A person was injured when the slipped and fell infront of a property. They sued the owner of the property and the company responsible for keeping the property free of ice. The owner of the property sought coverage under the maintainer's certificate of insurance. The Ontario Superior Court determined that the owner was not entitled to insurance coverage because the allegations against the owner arose out of their position as occupier of the property a cause of action that was distinct from the allegations of negligence agains the maintainer.
Here is the case citation: D’Cruz v. B.P. Landscaping Ltd. [2007] O.J. No. 2704. Ontario Superior Court of Justice. N.M. Mossip J. July 11, 2007.
Here is a link to the cite.
This case was originally summarized by Shanti Davies and edited by David Pilley.
An action was brought by a third party plaintiff for injuries sustained in a slip and fall accident, which occurred at premises of the Owner. The action was against both the Owner and a landscaping company, which had a contract with the Owner to perform services at the premises, including winter maintenance.
The landscaping company (the "Insured") had obtained a general liability insurance policy from the Insurer, which included coverage for bodily injury and death, among other things, caused by the Insured’s activities and operations.
The Owner’s position on the motion for summary judgment was that the Certificate of Insurance between the Insurer and the Insured added the Owner as an insured and the Insurer therefore had a duty to defend the Owner with respect to any claim arising out of the alleged negligence of the Insured. The Owner also argued that because the Insurer would be required to defend it in respect of claims against the Insured, this would open the door and require the Insurer to defend the Owner against claims which were outside of the policy’s coverage.

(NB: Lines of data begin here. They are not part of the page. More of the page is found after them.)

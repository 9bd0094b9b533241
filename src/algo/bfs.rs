use crate::algo::visits::{breadth_first, Sequential};
use crate::graphs::traits::RandomAccessGraph;
use dsi_progress_logger::ProgressLog;
use std::convert::Infallible;

/// Returns the nodes reachable from `start` in breadth-first order.
///
/// Nodes appear in non-decreasing order of distance from `start`; nodes at
/// the same distance appear in the order in which they are discovered
/// following adjacency order.
///
/// # Panics
///
/// If `start` is not a node of the graph.
///
/// # Examples
///
/// ```
/// use classic_algo::algo::bfs;
/// use classic_algo::graphs::NamedGraph;
/// use dsi_progress_logger::no_logging;
///
/// let graph = NamedGraph::from_adjacency([
///     ("A", vec!["B", "C"]),
///     ("B", vec!["A", "D", "E"]),
///     ("C", vec!["A", "F"]),
///     ("D", vec!["B"]),
///     ("E", vec!["B", "F"]),
///     ("F", vec!["C", "E"]),
/// ]);
/// let order = bfs(&graph, 0, no_logging![]);
/// assert_eq!(graph.names(order), ["A", "B", "C", "D", "E", "F"]);
/// ```
pub fn bfs(graph: impl RandomAccessGraph, start: usize, pl: &mut impl ProgressLog) -> Vec<usize> {
    let mut order = Vec::new();
    run(graph, start, pl, |curr, _| order.push(curr));
    order
}

/// Returns the distance in arcs of every node from `start`, or `None` for
/// nodes that are not reachable.
///
/// # Panics
///
/// If `start` is not a node of the graph.
///
/// # Examples
///
/// ```
/// use classic_algo::algo::bfs_distances;
/// use classic_algo::graphs::VecGraph;
/// use dsi_progress_logger::no_logging;
///
/// let graph = VecGraph::from_arcs([(0, 1), (1, 2), (0, 2), (3, 0)]);
/// assert_eq!(
///     bfs_distances(&graph, 0, no_logging![]),
///     [Some(0), Some(1), Some(1), None]
/// );
/// ```
pub fn bfs_distances(
    graph: impl RandomAccessGraph,
    start: usize,
    pl: &mut impl ProgressLog,
) -> Vec<Option<usize>> {
    let mut distances = vec![None; graph.num_nodes()];
    run(graph, start, pl, |curr, distance| distances[curr] = Some(distance));
    distances
}

/// Calls `on_discovery` with each node reachable from `start` and its
/// distance, in breadth-first order.
fn run(
    graph: impl RandomAccessGraph,
    start: usize,
    pl: &mut impl ProgressLog,
    mut on_discovery: impl FnMut(usize, usize),
) {
    let num_nodes = graph.num_nodes();
    assert!(
        start < num_nodes,
        "Start node {start} is not smaller than the number of nodes ({num_nodes})"
    );

    let mut visit = breadth_first::Seq::new(&graph);
    pl.item_name("node");
    pl.expected_updates(Some(num_nodes));
    pl.info(format_args!("Starting from node {start}"));
    pl.start("Visiting graph breadth-first...");

    visit
        .visit(
            start,
            |event| {
                if let breadth_first::EventPred::Unknown { curr, distance, .. } = event {
                    on_discovery(curr, distance);
                }
                Ok::<_, Infallible>(())
            },
            pl,
        )
        .unwrap_or_else(|never| match never {});

    pl.done();
}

The Court dismissed the Owner’s motion for summary judgment on the basis that the Owner was covered and was already being defended by the Insurer for the plaintiff’s claims of negligence against the Insured contractor with respect to winter maintenance. However, the Owner was not covered, as a named insured, for acts of negligence arising from its operations as an occupier of the premises as these claims were separate and distinct claims of liability, and were unrelated to the Insured’s acts.